Assigned task: Lines of the material that include the string "GenerateQuizRequest" should be returned.

Data shown:
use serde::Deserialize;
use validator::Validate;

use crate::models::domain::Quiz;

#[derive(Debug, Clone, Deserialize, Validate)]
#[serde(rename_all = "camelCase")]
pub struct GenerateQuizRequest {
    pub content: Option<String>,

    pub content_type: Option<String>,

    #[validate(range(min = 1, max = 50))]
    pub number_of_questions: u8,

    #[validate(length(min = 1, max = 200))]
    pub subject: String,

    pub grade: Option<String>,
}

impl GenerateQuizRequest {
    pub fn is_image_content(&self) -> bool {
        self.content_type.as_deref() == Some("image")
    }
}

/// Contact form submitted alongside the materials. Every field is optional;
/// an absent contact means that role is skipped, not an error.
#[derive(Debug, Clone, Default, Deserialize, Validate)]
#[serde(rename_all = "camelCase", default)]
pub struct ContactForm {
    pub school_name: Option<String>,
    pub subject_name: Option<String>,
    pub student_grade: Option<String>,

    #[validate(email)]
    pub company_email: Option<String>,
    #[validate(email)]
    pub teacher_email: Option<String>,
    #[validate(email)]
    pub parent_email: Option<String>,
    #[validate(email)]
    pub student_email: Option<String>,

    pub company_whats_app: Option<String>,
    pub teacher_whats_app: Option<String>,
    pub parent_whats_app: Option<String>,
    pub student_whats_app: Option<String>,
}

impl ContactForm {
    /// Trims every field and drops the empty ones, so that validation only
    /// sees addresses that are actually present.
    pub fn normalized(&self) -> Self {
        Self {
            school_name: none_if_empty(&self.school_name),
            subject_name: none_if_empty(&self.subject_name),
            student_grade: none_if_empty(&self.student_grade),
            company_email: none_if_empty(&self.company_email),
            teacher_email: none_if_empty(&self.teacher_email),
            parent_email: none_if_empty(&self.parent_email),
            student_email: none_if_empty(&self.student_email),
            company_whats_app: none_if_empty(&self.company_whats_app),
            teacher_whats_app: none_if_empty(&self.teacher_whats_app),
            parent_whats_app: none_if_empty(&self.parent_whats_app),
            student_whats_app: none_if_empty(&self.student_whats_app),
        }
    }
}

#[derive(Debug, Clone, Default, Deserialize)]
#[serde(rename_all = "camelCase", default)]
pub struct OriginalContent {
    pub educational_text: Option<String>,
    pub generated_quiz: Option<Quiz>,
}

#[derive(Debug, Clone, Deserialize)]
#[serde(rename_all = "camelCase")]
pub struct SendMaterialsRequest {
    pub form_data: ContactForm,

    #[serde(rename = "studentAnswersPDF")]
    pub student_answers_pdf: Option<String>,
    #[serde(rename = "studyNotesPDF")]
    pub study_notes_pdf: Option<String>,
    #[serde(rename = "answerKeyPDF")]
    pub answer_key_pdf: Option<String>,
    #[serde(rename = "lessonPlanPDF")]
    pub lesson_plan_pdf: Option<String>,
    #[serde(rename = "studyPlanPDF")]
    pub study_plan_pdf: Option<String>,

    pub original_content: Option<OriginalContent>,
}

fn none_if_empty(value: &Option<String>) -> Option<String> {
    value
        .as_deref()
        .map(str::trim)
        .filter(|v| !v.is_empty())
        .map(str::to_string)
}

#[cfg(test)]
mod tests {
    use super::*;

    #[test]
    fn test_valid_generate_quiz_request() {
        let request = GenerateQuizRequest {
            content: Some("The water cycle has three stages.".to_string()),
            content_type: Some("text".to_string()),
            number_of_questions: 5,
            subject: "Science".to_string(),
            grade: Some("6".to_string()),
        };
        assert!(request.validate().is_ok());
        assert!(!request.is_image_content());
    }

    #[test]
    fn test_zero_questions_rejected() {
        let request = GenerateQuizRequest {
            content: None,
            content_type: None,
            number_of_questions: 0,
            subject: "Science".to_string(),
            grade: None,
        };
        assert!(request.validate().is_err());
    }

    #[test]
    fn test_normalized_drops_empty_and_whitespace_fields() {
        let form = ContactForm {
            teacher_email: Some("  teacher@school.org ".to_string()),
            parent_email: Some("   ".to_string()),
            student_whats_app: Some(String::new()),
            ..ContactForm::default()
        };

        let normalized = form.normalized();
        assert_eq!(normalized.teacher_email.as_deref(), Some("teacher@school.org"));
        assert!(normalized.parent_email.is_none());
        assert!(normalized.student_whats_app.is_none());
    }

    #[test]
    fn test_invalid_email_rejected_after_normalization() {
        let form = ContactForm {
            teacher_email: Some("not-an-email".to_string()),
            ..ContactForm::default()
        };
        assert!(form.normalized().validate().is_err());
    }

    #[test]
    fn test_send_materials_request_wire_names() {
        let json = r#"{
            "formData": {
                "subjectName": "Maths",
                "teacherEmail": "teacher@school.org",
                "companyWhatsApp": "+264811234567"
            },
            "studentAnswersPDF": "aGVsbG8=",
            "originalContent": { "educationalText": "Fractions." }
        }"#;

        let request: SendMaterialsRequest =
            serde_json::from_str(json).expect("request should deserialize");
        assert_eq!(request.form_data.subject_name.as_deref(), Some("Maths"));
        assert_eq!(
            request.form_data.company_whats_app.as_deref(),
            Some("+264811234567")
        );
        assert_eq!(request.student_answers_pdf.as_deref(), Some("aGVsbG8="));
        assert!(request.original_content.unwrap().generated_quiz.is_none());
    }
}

==

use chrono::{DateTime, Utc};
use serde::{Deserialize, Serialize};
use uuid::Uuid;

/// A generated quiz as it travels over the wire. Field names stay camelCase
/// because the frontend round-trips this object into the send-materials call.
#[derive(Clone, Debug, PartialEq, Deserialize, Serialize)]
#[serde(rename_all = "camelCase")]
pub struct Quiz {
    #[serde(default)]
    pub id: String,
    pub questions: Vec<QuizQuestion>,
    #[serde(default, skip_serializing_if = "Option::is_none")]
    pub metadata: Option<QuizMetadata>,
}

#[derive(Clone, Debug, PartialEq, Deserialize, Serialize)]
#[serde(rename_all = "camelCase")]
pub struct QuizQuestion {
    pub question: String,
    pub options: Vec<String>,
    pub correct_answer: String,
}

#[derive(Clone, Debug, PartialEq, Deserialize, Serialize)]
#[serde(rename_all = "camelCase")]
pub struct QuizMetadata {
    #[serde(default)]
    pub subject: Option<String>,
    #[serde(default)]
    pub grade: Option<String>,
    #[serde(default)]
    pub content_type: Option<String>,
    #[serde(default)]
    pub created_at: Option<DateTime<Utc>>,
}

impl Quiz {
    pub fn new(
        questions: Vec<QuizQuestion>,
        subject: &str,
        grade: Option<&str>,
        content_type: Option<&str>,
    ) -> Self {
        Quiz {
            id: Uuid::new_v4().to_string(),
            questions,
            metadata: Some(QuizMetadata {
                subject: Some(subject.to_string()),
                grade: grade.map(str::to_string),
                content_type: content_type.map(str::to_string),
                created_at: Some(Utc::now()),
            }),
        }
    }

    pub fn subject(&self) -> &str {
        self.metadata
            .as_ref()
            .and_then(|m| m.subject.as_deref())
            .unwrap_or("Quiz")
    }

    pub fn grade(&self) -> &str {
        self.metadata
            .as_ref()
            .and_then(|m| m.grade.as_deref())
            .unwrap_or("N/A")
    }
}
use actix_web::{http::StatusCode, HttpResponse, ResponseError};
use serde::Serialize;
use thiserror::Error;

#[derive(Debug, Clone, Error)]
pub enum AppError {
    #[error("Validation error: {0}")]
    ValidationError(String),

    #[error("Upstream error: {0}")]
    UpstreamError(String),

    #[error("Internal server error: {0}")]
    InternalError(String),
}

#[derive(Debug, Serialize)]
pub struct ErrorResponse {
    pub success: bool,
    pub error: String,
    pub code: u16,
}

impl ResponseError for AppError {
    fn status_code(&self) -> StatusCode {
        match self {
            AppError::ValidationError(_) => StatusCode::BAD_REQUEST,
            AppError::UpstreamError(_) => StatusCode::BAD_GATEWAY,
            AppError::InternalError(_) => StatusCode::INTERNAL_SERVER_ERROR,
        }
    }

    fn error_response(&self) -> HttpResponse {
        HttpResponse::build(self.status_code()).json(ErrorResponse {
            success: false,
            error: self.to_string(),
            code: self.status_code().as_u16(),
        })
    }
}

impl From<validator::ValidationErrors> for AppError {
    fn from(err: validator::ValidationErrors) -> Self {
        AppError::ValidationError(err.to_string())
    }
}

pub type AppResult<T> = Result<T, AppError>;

Answer space:
pub struct GenerateQuizRequest {
impl GenerateQuizRequest {
        let request = GenerateQuizRequest {
        let request = GenerateQuizRequest {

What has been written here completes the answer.